15 Temmuz 2013 Pazartesi

Bulunmaz, Av. Süleyman Anıl dâvâsını LİNÇ eylemine eklemek istiyor...

T.C.
İSTANBUL
ANADOLU 40. SULH CEZA MAHKEMESİ YARGIÇLIĞI'NA

DOSYA NO: 2013/854 Esas

KONU: Kovuşturmanın, "ENTELEKTÜEL VE HUKUKSAL LİNÇ KAMPANYASI" sürecini de kapsayacak biçimde genişletilmesi istemi

ZAMANDİZİNSEL AÇIKLAMALAR:

1 - Burak Caney adlı sanal birinin önderliğinde, yüzlerce kişi bir araya gelip, bin imzayı aşkın bir kampanyayla, "BİRİNCİ ENTELEKTÜEL LİNÇ KAMPANYASI" ile, benim sanatsal ifade olanaklarımı ilga ve imhâ etmek için, her türlü olumsuz eylemlilikler içerisine girebildiler... (Kaynak: http://tiyatroyun.blogspot.com/2008/03/bir-iftirann-bataklk-anatomisi.html)

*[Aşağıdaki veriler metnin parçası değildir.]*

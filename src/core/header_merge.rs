use crate::{
    core::header::{
        ContigDefinition, FieldDefinition, FieldKind, Number, SampleHeader, ValueType,
    },
    error::VarstoreError,
    utils::util::Result,
};
use std::collections::{BTreeMap, BTreeSet};

/// The reconciled schema of every input source.
///
/// Owns all of its data; the per-sample headers it was built from can be
/// dropped or mutated freely afterwards.
#[derive(Debug, Clone, PartialEq, Eq)]
pub struct MergedHeader {
    file_format: String,
    fields: BTreeMap<(FieldKind, String), FieldDefinition>,
    contigs: Vec<ContigDefinition>,
    other_lines: BTreeSet<String>,
    sample_lines: Vec<String>,
    samples: Vec<String>,
}

impl MergedHeader {
    pub fn file_format(&self) -> &str {
        &self.file_format
    }

    pub fn fields(&self) -> impl Iterator<Item = &FieldDefinition> {
        self.fields.values()
    }

    pub fn field(&self, kind: FieldKind, id: &str) -> Option<&FieldDefinition> {
        self.fields.get(&(kind, id.to_string()))
    }

    pub fn contigs(&self) -> &[ContigDefinition] {
        &self.contigs
    }

    pub fn contig(&self, id: &str) -> Option<&ContigDefinition> {
        self.contigs.iter().find(|contig| contig.id == id)
    }

    pub fn other_lines(&self) -> impl Iterator<Item = &String> {
        self.other_lines.iter()
    }

    pub fn samples(&self) -> &[String] {
        &self.samples
    }

    /// Meta lines in VCF order, ending with the `#CHROM` column line.
    pub fn to_vcf_lines(&self) -> Vec<String> {
        let mut lines = vec![format!("##fileformat={}", self.file_format)];
        lines.extend(self.other_lines.iter().map(|line| format!("##{line}")));
        for kind in [
            FieldKind::Filter,
            FieldKind::Alt,
            FieldKind::Info,
            FieldKind::Format,
        ] {
            lines.extend(
                self.fields
                    .values()
                    .filter(|field| field.kind == kind)
                    .map(FieldDefinition::to_vcf_line),
            );
        }
        lines.extend(self.contigs.iter().map(ContigDefinition::to_vcf_line));
        lines.extend(self.sample_lines.iter().map(|line| format!("##{line}")));

        let mut columns = vec![
            "#CHROM", "POS", "ID", "REF", "ALT", "QUAL", "FILTER", "INFO",
        ]
        .into_iter()
        .map(str::to_owned)
        .collect::<Vec<_>>();
        if !self.samples.is_empty() {
            columns.push("FORMAT".to_string());
            columns.extend(self.samples.iter().cloned());
        }
        lines.push(columns.join("\t"));
        lines
    }
}

/// Reconciles per-sample headers into one [`MergedHeader`].
///
/// With `enforce_compatibility` any disagreement on Type or Number for the same
/// field is a [`VarstoreError::HeaderConflict`]. Otherwise definitions are
/// widened: Integer and Float become Float, any other type mismatch becomes
/// String, differing Numbers become `.`, and the lexicographically smallest
/// non-empty description wins. Contig length disagreements always fail.
#[derive(Debug, Clone, Copy, Default)]
pub struct HeaderMerger {
    enforce_compatibility: bool,
}

impl HeaderMerger {
    pub fn new(enforce_compatibility: bool) -> Self {
        Self {
            enforce_compatibility,
        }
    }

    pub fn merge(&self, headers: &[SampleHeader]) -> Result<MergedHeader> {
        let mut by_key: BTreeMap<(FieldKind, String), Vec<&FieldDefinition>> = BTreeMap::new();
        for header in headers {
            for field in &header.fields {
                by_key
                    .entry((field.kind, field.id.clone()))
                    .or_default()
                    .push(field);
            }
        }

        let mut fields = BTreeMap::new();
        for (key, definitions) in by_key {
            let merged = self.merge_field(&definitions)?;
            fields.insert(key, merged);
        }

        let contigs = merge_contigs(headers)?;

        let file_format = headers
            .iter()
            .filter_map(|header| header.file_format.clone())
            .max()
            .unwrap_or_else(|| "VCFv4.2".to_string());

        let other_lines = headers
            .iter()
            .flat_map(|header| header.other_lines.iter().cloned())
            .collect();

        let sample_lines = headers
            .iter()
            .flat_map(|header| header.sample_lines.iter().cloned())
            .collect();
        let samples = headers
            .iter()
            .flat_map(|header| header.samples.iter().cloned())
            .collect();

        log::debug!(
            "Merged {} headers: {} fields, {} contigs",
            headers.len(),
            fields.len(),
            contigs.len()
        );

        Ok(MergedHeader {
            file_format,
            fields,
            contigs,
            other_lines,
            sample_lines,
            samples,
        })
    }

    fn merge_field(&self, definitions: &[&FieldDefinition]) -> Result<FieldDefinition> {
        let first = definitions[0];
        let mut merged = first.clone();
        for other in &definitions[1..] {
            if self.enforce_compatibility {
                if other.value_type != merged.value_type {
                    return Err(conflict(
                        first,
                        format!(
                            "Type {} is incompatible with Type {}",
                            type_name(merged.value_type),
                            type_name(other.value_type)
                        ),
                    ));
                }
                if other.number != merged.number {
                    return Err(conflict(
                        first,
                        format!(
                            "Number {} is incompatible with Number {}",
                            number_name(merged.number),
                            number_name(other.number)
                        ),
                    ));
                }
            } else if other.value_type != merged.value_type || other.number != merged.number {
                log::warn!(
                    "{} {} has conflicting definitions across inputs; widening",
                    first.kind,
                    first.id
                );
            }

            merged.value_type = widen_type(merged.value_type, other.value_type);
            merged.number = widen_number(merged.number, other.number);
            merged.description = pick_description(&merged.description, &other.description);
            for (key, value) in &other.extra {
                merged
                    .extra
                    .entry(key.clone())
                    .and_modify(|existing| {
                        if value < existing {
                            *existing = value.clone();
                        }
                    })
                    .or_insert_with(|| value.clone());
            }
        }

        let widened_from_flag = merged.value_type != Some(ValueType::Flag)
            && definitions
                .iter()
                .any(|definition| definition.value_type == Some(ValueType::Flag));
        if widened_from_flag && merged.number == Some(Number::Count(0)) {
            merged.number = Some(Number::Unbounded);
        }
        Ok(merged)
    }
}

fn conflict(field: &FieldDefinition, message: String) -> VarstoreError {
    VarstoreError::HeaderConflict {
        kind: field.kind.to_string(),
        id: field.id.clone(),
        message,
    }
}

fn type_name(value_type: Option<ValueType>) -> &'static str {
    value_type.map_or("<none>", ValueType::as_str)
}

fn number_name(number: Option<Number>) -> String {
    number.map_or_else(|| "<none>".to_string(), |n| n.to_string())
}

pub fn widen_type(a: Option<ValueType>, b: Option<ValueType>) -> Option<ValueType> {
    match (a, b) {
        (a, b) if a == b => a,
        (None, other) | (other, None) => other,
        (Some(ValueType::Integer), Some(ValueType::Float))
        | (Some(ValueType::Float), Some(ValueType::Integer)) => Some(ValueType::Float),
        _ => Some(ValueType::String),
    }
}

pub fn widen_number(a: Option<Number>, b: Option<Number>) -> Option<Number> {
    match (a, b) {
        (a, b) if a == b => a,
        (None, other) | (other, None) => other,
        _ => Some(Number::Unbounded),
    }
}

fn pick_description(a: &str, b: &str) -> String {
    match (a.is_empty(), b.is_empty()) {
        (true, _) => b.to_string(),
        (_, true) => a.to_string(),
        _ => a.min(b).to_string(),
    }
}

/// Unions contig lists. Every header orders its adjacent contigs, and the
/// union is a topological order of those constraints that always takes the
/// lexicographically smallest ready contig. Headers that disagree on order
/// are resolved by placing the smallest remaining contig.
fn merge_contigs(headers: &[SampleHeader]) -> Result<Vec<ContigDefinition>> {
    let mut definitions: BTreeMap<String, ContigDefinition> = BTreeMap::new();
    let mut successors: BTreeMap<String, BTreeSet<String>> = BTreeMap::new();

    for header in headers {
        for contig in &header.contigs {
            match definitions.get_mut(&contig.id) {
                Some(known) => match (known.length, contig.length) {
                    (Some(a), Some(b)) if a != b => {
                        return Err(VarstoreError::HeaderConflict {
                            kind: "contig".to_string(),
                            id: contig.id.clone(),
                            message: format!(
                                "defined with multiple lengths: {} and {}",
                                a.min(b),
                                a.max(b)
                            ),
                        });
                    }
                    (None, Some(length)) => known.length = Some(length),
                    _ => {}
                },
                None => {
                    definitions.insert(contig.id.clone(), contig.clone());
                }
            }
            successors.entry(contig.id.clone()).or_default();
        }
        for pair in header.contigs.windows(2) {
            if pair[0].id != pair[1].id {
                successors
                    .entry(pair[0].id.clone())
                    .or_default()
                    .insert(pair[1].id.clone());
            }
        }
    }

    let mut pending: BTreeMap<&str, usize> =
        successors.keys().map(|id| (id.as_str(), 0)).collect();
    for next in successors.values().flatten() {
        if let Some(degree) = pending.get_mut(next.as_str()) {
            *degree += 1;
        }
    }
    let mut ready: BTreeSet<&str> = pending
        .iter()
        .filter(|(_, &degree)| degree == 0)
        .map(|(&id, _)| id)
        .collect();

    let mut order = Vec::with_capacity(definitions.len());
    loop {
        let id = match ready.pop_first() {
            Some(id) => id,
            None => match pending.keys().next() {
                Some(&id) => {
                    log::warn!("Contig {id} is ordered inconsistently across inputs");
                    id
                }
                None => break,
            },
        };
        pending.remove(id);
        for next in successors.get(id).into_iter().flatten() {
            if let Some(degree) = pending.get_mut(next.as_str()) {
                *degree -= 1;
                if *degree == 0 {
                    ready.insert(next.as_str());
                }
            }
        }
        if let Some(contig) = definitions.remove(id) {
            order.push(contig);
        }
    }
    Ok(order)
}
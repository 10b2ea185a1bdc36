use rust_htslib::bcf::{self, record::GenotypeAllele, Header};
use std::path::{Path, PathBuf};

pub const FIXTURE_CONTIG: &[u8] = br#"##contig=<ID=chr1,length=1000>"#;

enum FixtureValue {
    Integer(&'static [u8], i32),
    Float(&'static [u8], f32),
    Flag(&'static [u8]),
}

pub struct FixtureRecord {
    pos: i64,
    reference: &'static [u8],
    alternate: &'static [u8],
    info: Vec<FixtureValue>,
    format_integers: Vec<(&'static [u8], i32)>,
}

impl FixtureRecord {
    /// `pos` is 1-based.
    pub fn new(pos: i64, reference: &'static [u8], alternate: &'static [u8]) -> Self {
        Self {
            pos,
            reference,
            alternate,
            info: Vec::new(),
            format_integers: Vec::new(),
        }
    }

    pub fn info_integer(mut self, tag: &'static [u8], value: i32) -> Self {
        self.info.push(FixtureValue::Integer(tag, value));
        self
    }

    pub fn info_float(mut self, tag: &'static [u8], value: f32) -> Self {
        self.info.push(FixtureValue::Float(tag, value));
        self
    }

    pub fn info_flag(mut self, tag: &'static [u8]) -> Self {
        self.info.push(FixtureValue::Flag(tag));
        self
    }

    pub fn format_integer(mut self, tag: &'static [u8], value: i32) -> Self {
        self.format_integers.push((tag, value));
        self
    }
}

/// Writes a one-sample VCF with a `chr1` contig and a GT FORMAT line.
///
/// Indexed fixtures are BGZF-compressed and tabix-indexed.
pub fn write_single_sample_vcf(
    dir: &Path,
    sample: &str,
    header_lines: &[&[u8]],
    records: &[FixtureRecord],
    indexed: bool,
) -> PathBuf {
    let path = if indexed {
        dir.join(format!("{sample}.vcf.gz"))
    } else {
        dir.join(format!("{sample}.vcf"))
    };

    let mut header = Header::new();
    header.push_record(FIXTURE_CONTIG);
    for line in header_lines {
        header.push_record(line);
    }
    header.push_record(br#"##FORMAT=<ID=GT,Number=1,Type=String,Description="Genotype">"#);
    header.push_sample(sample.as_bytes());

    {
        let mut writer = bcf::Writer::from_path(&path, &header, !indexed, bcf::Format::Vcf)
            .expect("fixture writer should open");
        for fixture in records {
            let mut record = writer.empty_record();
            record.set_rid(Some(0));
            record.set_pos(fixture.pos - 1);
            record
                .set_alleles(&[fixture.reference, fixture.alternate])
                .expect("fixture alleles should be set");
            for value in &fixture.info {
                let pushed = match value {
                    FixtureValue::Integer(tag, v) => record.push_info_integer(tag, &[*v]),
                    FixtureValue::Float(tag, v) => record.push_info_float(tag, &[*v]),
                    FixtureValue::Flag(tag) => record.push_info_flag(tag),
                };
                pushed.expect("fixture INFO should be set");
            }
            record
                .push_genotypes(&[GenotypeAllele::Unphased(0), GenotypeAllele::Unphased(1)])
                .expect("fixture genotype should be set");
            for (tag, value) in &fixture.format_integers {
                record
                    .push_format_integer(tag, &[*value])
                    .expect("fixture FORMAT should be set");
            }
            writer.write(&record).expect("fixture record should be written");
        }
    }

    if indexed {
        bcf::index::build(&path, None, 1, bcf::index::Type::Tbx)
            .expect("fixture index should be built");
    }
    path
}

2 - Süleyman Anıl'ın müvekkilleri Oyun Atölyesi ve Kemal Aydoğan'ın imzaları ve önderliğiyle başlatılan "İKİNCİ ENTELEKTÜEL LİNÇ KAMPANYASI" ile, 1100 kişi bir araya gelerek, benim sanatsal ifade olanaklarımı ilga ve imhâ etmek istedi. Bu kampanyanın etki gücünün artmasının en önemli nedeni, o dönemde, ünlü bir oyuncu olan Haluk Bilginer'in ruhsal rüzgârıdır. Anıl, Nihat Haluk Bilginer'in avukatıdır!... (Kaynak: www.coskunbuktel.com/lincimzacilari.htm)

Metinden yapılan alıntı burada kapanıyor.